For each line below, check for "ShortRateTree"; give only the total of lines where it occurs.
Top of Provided information
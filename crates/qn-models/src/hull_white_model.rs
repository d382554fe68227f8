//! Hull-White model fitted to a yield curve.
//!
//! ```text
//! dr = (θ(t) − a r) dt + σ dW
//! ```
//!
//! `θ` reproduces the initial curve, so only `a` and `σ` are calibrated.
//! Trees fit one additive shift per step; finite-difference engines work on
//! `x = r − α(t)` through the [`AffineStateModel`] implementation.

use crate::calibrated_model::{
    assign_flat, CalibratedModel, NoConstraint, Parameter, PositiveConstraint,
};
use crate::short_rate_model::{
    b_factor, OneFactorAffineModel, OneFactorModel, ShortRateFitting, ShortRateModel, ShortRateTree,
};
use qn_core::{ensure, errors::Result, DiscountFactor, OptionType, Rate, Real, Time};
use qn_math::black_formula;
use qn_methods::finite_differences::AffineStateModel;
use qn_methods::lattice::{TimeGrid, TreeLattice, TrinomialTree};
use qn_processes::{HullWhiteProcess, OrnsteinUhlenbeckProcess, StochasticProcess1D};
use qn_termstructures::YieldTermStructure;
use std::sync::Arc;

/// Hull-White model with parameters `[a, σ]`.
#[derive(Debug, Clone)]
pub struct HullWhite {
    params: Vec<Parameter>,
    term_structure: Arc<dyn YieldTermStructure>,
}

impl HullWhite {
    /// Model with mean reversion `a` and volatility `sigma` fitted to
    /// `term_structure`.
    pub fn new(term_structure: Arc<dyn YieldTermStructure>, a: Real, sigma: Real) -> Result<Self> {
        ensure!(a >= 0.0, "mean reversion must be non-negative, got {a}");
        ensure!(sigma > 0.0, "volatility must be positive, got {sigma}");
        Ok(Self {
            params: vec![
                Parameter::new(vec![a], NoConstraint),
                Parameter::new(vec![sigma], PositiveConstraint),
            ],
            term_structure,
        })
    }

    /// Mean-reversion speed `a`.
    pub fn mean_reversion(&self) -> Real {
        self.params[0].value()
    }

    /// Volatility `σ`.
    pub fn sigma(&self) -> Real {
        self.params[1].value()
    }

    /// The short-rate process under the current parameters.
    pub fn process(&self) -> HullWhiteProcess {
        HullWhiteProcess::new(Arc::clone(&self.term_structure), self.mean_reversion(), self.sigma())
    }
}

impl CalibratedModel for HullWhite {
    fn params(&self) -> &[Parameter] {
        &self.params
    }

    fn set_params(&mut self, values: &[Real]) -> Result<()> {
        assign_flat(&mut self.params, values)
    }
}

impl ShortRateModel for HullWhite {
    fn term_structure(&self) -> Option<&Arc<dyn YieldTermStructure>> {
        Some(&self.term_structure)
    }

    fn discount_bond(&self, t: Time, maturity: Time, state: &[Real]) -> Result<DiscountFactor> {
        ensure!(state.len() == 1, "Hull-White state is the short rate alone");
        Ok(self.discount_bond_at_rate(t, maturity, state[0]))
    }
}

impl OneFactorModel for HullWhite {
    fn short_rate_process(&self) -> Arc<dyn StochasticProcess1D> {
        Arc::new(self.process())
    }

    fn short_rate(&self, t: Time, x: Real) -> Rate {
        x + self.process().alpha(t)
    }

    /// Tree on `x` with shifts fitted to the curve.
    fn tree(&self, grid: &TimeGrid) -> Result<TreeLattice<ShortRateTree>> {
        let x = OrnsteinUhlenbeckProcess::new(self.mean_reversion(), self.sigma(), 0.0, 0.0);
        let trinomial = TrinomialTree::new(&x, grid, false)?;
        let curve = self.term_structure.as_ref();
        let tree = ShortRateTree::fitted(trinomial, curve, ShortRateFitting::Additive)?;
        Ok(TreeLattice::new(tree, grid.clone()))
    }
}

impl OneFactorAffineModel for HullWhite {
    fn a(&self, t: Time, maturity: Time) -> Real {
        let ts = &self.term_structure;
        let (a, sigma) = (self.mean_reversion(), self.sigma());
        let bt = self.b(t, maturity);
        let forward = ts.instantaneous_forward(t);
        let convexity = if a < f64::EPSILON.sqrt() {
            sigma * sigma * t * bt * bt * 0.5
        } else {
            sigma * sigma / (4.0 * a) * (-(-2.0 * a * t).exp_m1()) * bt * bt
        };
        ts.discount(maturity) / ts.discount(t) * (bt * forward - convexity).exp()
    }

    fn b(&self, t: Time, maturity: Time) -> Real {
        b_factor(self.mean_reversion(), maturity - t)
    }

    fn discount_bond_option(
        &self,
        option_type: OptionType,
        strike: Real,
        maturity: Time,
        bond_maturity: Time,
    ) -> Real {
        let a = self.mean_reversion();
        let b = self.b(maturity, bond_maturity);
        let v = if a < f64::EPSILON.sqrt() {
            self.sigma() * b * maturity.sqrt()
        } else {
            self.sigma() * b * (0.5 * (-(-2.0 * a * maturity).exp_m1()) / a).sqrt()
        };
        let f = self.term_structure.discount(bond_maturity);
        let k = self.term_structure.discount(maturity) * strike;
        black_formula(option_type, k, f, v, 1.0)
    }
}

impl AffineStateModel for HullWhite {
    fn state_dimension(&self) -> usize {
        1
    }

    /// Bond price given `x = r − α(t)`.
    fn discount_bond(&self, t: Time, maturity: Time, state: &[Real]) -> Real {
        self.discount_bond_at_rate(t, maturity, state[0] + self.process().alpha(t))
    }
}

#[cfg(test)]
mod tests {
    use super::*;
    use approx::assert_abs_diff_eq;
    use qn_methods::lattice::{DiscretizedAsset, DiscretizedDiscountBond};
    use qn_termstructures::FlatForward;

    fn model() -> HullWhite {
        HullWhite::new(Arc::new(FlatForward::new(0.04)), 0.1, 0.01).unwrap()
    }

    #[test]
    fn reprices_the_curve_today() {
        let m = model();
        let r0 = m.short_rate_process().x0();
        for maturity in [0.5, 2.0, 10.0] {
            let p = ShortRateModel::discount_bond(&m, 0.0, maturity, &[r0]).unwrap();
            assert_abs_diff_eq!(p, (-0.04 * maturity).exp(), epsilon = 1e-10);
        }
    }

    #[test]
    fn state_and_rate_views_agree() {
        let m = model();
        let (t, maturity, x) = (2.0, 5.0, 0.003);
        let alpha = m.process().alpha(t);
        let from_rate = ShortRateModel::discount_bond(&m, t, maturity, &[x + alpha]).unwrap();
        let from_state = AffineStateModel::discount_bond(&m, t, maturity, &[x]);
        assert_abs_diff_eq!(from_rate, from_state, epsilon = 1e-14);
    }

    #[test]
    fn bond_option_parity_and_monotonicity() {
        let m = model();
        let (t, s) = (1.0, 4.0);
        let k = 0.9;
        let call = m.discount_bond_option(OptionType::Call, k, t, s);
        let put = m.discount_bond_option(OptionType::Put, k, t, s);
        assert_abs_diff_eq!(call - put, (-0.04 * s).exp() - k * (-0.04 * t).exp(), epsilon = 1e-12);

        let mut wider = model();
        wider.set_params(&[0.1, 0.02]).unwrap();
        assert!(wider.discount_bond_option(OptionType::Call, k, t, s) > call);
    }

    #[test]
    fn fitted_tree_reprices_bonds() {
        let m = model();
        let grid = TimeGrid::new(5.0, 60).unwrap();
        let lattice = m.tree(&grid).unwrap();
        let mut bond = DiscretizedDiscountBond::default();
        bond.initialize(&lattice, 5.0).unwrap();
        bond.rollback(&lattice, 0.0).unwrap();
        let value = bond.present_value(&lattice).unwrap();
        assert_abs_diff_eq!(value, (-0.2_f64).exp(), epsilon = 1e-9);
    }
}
Bottom of Provided information
Top of Provided information
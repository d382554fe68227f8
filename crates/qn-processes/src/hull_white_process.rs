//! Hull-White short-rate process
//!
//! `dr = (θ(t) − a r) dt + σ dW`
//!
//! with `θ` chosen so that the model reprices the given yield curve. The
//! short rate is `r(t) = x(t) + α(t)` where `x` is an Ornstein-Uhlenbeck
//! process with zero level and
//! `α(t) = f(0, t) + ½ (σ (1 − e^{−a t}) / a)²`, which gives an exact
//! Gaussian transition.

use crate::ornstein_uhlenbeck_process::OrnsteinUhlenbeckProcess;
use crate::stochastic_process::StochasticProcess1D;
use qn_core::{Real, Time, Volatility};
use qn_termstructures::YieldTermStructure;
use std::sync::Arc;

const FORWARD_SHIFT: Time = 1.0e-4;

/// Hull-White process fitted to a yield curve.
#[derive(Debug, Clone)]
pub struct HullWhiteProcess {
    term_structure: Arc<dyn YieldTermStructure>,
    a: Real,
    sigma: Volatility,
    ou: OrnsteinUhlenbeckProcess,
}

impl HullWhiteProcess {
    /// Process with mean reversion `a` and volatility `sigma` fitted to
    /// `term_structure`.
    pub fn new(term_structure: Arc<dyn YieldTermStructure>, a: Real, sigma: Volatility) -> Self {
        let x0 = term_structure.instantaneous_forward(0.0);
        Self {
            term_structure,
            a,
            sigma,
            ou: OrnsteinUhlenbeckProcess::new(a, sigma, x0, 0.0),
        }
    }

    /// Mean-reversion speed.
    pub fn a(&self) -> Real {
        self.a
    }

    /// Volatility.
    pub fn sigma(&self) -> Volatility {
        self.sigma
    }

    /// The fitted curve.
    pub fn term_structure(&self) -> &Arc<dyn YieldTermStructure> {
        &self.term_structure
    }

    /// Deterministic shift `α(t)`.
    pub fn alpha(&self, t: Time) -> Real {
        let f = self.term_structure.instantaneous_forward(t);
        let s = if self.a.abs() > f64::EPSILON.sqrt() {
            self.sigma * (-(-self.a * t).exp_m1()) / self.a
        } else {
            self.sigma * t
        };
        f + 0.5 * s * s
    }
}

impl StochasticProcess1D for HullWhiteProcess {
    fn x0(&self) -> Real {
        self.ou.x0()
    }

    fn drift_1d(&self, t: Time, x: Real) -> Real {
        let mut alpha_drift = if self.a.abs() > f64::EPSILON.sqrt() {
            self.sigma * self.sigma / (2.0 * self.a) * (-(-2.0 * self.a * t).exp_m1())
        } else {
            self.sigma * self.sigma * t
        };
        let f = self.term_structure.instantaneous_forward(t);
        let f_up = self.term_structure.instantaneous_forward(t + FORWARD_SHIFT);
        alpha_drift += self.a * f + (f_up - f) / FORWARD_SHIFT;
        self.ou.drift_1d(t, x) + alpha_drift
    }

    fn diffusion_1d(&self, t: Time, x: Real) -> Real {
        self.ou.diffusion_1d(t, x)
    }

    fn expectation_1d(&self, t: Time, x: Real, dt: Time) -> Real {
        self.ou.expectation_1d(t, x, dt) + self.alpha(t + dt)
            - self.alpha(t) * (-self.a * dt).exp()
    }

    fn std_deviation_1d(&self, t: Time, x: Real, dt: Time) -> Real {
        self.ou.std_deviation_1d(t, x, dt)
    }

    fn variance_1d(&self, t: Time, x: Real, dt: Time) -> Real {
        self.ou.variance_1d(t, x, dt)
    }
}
Bottom of Provided information
Top of Provided information
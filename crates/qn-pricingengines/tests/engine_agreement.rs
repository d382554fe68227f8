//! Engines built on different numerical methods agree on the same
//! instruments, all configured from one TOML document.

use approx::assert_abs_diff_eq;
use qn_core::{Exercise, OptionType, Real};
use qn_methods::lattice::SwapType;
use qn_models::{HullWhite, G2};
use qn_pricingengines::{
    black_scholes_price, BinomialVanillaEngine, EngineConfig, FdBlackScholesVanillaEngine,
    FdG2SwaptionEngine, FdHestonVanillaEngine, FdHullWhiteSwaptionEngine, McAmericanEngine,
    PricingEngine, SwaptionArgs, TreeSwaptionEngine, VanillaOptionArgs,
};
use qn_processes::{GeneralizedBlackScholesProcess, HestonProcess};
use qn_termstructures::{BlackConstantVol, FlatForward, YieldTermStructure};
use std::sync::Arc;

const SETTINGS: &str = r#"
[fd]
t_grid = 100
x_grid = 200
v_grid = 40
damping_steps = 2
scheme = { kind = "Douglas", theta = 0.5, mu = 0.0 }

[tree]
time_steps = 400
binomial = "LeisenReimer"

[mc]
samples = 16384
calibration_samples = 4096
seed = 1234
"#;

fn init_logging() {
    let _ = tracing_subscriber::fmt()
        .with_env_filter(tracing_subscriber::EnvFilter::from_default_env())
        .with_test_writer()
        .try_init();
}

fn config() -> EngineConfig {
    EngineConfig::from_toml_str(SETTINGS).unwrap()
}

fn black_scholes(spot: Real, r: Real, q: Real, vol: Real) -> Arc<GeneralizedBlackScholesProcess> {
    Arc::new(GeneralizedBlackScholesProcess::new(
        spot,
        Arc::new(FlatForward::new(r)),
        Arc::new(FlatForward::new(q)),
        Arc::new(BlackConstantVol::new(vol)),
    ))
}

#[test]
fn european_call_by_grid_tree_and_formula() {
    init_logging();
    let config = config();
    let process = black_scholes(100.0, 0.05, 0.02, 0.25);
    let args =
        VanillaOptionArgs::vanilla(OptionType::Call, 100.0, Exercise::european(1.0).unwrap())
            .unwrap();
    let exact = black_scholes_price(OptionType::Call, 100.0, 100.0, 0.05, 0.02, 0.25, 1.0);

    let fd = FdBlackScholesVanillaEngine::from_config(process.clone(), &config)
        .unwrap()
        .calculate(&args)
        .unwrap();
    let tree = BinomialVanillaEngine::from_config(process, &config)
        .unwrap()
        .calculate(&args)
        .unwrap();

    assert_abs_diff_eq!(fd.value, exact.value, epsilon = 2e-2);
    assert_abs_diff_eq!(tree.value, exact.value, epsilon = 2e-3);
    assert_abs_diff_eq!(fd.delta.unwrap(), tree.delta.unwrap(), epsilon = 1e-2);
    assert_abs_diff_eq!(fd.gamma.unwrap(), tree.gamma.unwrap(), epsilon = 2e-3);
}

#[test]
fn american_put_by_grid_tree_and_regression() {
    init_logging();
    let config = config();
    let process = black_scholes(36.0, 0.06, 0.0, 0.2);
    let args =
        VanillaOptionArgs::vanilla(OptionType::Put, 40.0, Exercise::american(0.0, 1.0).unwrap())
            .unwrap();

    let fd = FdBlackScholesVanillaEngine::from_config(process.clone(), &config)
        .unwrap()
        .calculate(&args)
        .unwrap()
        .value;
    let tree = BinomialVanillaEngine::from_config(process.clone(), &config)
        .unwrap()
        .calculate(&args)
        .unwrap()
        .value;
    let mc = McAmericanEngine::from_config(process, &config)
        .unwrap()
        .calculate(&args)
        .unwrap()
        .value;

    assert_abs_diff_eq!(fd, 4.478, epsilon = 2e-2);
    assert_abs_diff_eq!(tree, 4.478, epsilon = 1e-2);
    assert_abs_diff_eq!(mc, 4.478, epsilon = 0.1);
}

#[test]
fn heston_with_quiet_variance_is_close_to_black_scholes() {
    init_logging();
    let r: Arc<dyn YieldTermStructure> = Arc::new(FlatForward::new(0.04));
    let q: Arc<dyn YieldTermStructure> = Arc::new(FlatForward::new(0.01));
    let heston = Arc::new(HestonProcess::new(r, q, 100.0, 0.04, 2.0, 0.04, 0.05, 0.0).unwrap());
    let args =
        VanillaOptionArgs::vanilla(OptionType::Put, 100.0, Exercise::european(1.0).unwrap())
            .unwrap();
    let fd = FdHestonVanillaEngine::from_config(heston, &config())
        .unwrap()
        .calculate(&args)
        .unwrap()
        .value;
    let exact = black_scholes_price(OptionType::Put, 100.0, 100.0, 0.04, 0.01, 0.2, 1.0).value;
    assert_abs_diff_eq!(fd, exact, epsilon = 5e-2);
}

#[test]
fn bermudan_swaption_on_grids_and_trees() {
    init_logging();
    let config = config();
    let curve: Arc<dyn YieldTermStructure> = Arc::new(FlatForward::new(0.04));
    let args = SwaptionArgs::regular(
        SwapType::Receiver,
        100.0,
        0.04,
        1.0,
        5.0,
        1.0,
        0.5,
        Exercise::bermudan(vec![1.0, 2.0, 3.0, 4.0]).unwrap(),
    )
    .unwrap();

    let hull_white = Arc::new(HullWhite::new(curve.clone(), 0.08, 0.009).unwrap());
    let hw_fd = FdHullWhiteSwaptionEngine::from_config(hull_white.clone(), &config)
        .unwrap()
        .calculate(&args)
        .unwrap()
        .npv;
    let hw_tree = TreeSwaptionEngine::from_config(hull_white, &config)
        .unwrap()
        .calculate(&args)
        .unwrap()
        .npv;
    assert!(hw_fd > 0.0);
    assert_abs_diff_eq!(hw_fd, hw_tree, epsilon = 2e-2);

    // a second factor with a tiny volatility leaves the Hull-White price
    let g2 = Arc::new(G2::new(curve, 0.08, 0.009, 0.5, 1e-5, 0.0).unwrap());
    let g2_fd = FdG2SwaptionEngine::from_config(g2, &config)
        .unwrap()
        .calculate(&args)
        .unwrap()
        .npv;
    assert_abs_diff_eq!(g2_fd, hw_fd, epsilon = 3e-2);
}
Bottom of Provided information
*Exercise result*: 3